- **What is expected**
From the entries, copy every line that carries the string "cached".

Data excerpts
+-------+

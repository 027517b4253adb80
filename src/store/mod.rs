//! Persistence for the booking workbook, split into reading and writing.
//!
//! The whole workbook is the unit of work: it is read once, cached for the
//! rest of the process, and rewritten from scratch on every save.

mod reader;
mod writer;

use std::path::{Path, PathBuf};

use tracing::{debug, info};

use crate::error::StorageError;
use crate::models::TableCollection;

/// Handle to the backing workbook plus the tables read from it.
///
/// Saving takes `&mut self`, so two writers can never race on the same file
/// through one store. A multi-threaded host would put the store behind a
/// `Mutex` to keep that property.
#[derive(Debug)]
pub struct Store {
    path: PathBuf,
    cache: Option<TableCollection>,
}

impl Store {
    pub fn new(path: impl Into<PathBuf>) -> Self {
        Self {
            path: path.into(),
            cache: None,
        }
    }

    pub fn path(&self) -> &Path {
        &self.path
    }

    /// Return every sheet of the workbook. The file is read on the first call
    /// only; later calls hand out copies of the cached tables.
    pub fn load_all(&mut self) -> Result<TableCollection, StorageError> {
        if let Some(cached) = &self.cache {
            debug!(path = %self.path.display(), "serving workbook from cache");
            return Ok(cached.clone());
        }

        let tables = reader::read_workbook(&self.path)?;
        info!(
            path = %self.path.display(),
            sheets = tables.len(),
            "loaded workbook"
        );
        self.cache = Some(tables.clone());
        Ok(tables)
    }

    /// Overwrite the workbook with `tables`, one sheet per table in collection
    /// order. Nothing of the previous file is merged. On success the cache
    /// holds what was written.
    pub fn save_all(&mut self, tables: &TableCollection) -> Result<(), StorageError> {
        let bytes = writer::render_workbook(tables)?;
        writer::replace_file(&self.path, &bytes)?;
        info!(
            path = %self.path.display(),
            sheets = tables.len(),
            bytes = bytes.len(),
            "saved workbook"
        );
        self.cache = Some(tables.clone());
        Ok(())
    }
}
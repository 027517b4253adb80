//! Core library surface for the Jazzclub booking dashboard.
//!
//! The workbook is the single source of truth: [`store::Store`] reads every
//! sheet into a [`models::TableCollection`], the [`tables`] modules filter and
//! derive views from it, and [`ui`] drives the terminal front end.
pub mod config;
pub mod currency;
pub mod error;
pub mod models;
pub mod store;
pub mod tables;
pub mod ui;

pub use config::AppConfig;
pub use error::{ConfigError, ParseError, StorageError};
pub use models::{CellValue, Record, Table, TableCollection, TableView};
pub use store::Store;

/// The interactive application entry point and state container.
pub use ui::{run_app, App};
//! Error types for the booking core.
//!
//! The store and table operations return these typed errors so the UI can
//! tell a broken workbook apart from a single malformed currency cell. The
//! application glue wraps them in `anyhow` like every other failure.

use std::io;
use std::path::PathBuf;

/// Failures while reading or writing the backing workbook.
#[derive(Debug, thiserror::Error)]
pub enum StorageError {
    /// The workbook file does not exist.
    #[error("workbook not found: {}", .0.display())]
    Missing(PathBuf),

    /// The file exists but could not be opened as an xlsx workbook.
    #[error("failed to open workbook {}", path.display())]
    Open {
        path: PathBuf,
        #[source]
        source: calamine::XlsxError,
    },

    /// A single sheet could not be read.
    #[error("failed to read sheet '{sheet}'")]
    Sheet {
        sheet: String,
        #[source]
        source: calamine::XlsxError,
    },

    /// Building the xlsx payload failed (invalid sheet name, cell limits).
    #[error("failed to render workbook")]
    Render(#[from] rust_xlsxwriter::XlsxError),

    /// Writing the rendered workbook to disk failed.
    #[error("failed to write workbook {}", path.display())]
    Write {
        path: PathBuf,
        #[source]
        source: io::Error,
    },
}

/// Failures while deriving numeric data from a table.
#[derive(Debug, Clone, PartialEq, thiserror::Error)]
pub enum ParseError {
    /// A currency cell still is not a number once the marker is removed.
    #[error("row {row}, column '{column}': '{value}' is not a currency amount")]
    Currency {
        /// Zero-based data row index (the header is not counted).
        row: usize,
        column: String,
        value: String,
    },

    /// The table lacks a column the derivation needs.
    #[error("table '{table}' has no column '{column}'")]
    MissingColumn { table: String, column: String },
}

/// Invalid values in the environment or on the command line.
#[derive(Debug, thiserror::Error)]
pub enum ConfigError {
    #[error("unsupported weekday locale '{0}' (expected 'de' or 'en')")]
    WeekdayLocale(String),

    #[error("could not locate home directory for the log file")]
    HomeDir,
}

+-------+

- **Response**
//! The whole workbook is the unit of work: it is read once, cached for the
    /// only; later calls hand out copies of the cached tables.
        if let Some(cached) = &self.cache {
            return Ok(cached.clone());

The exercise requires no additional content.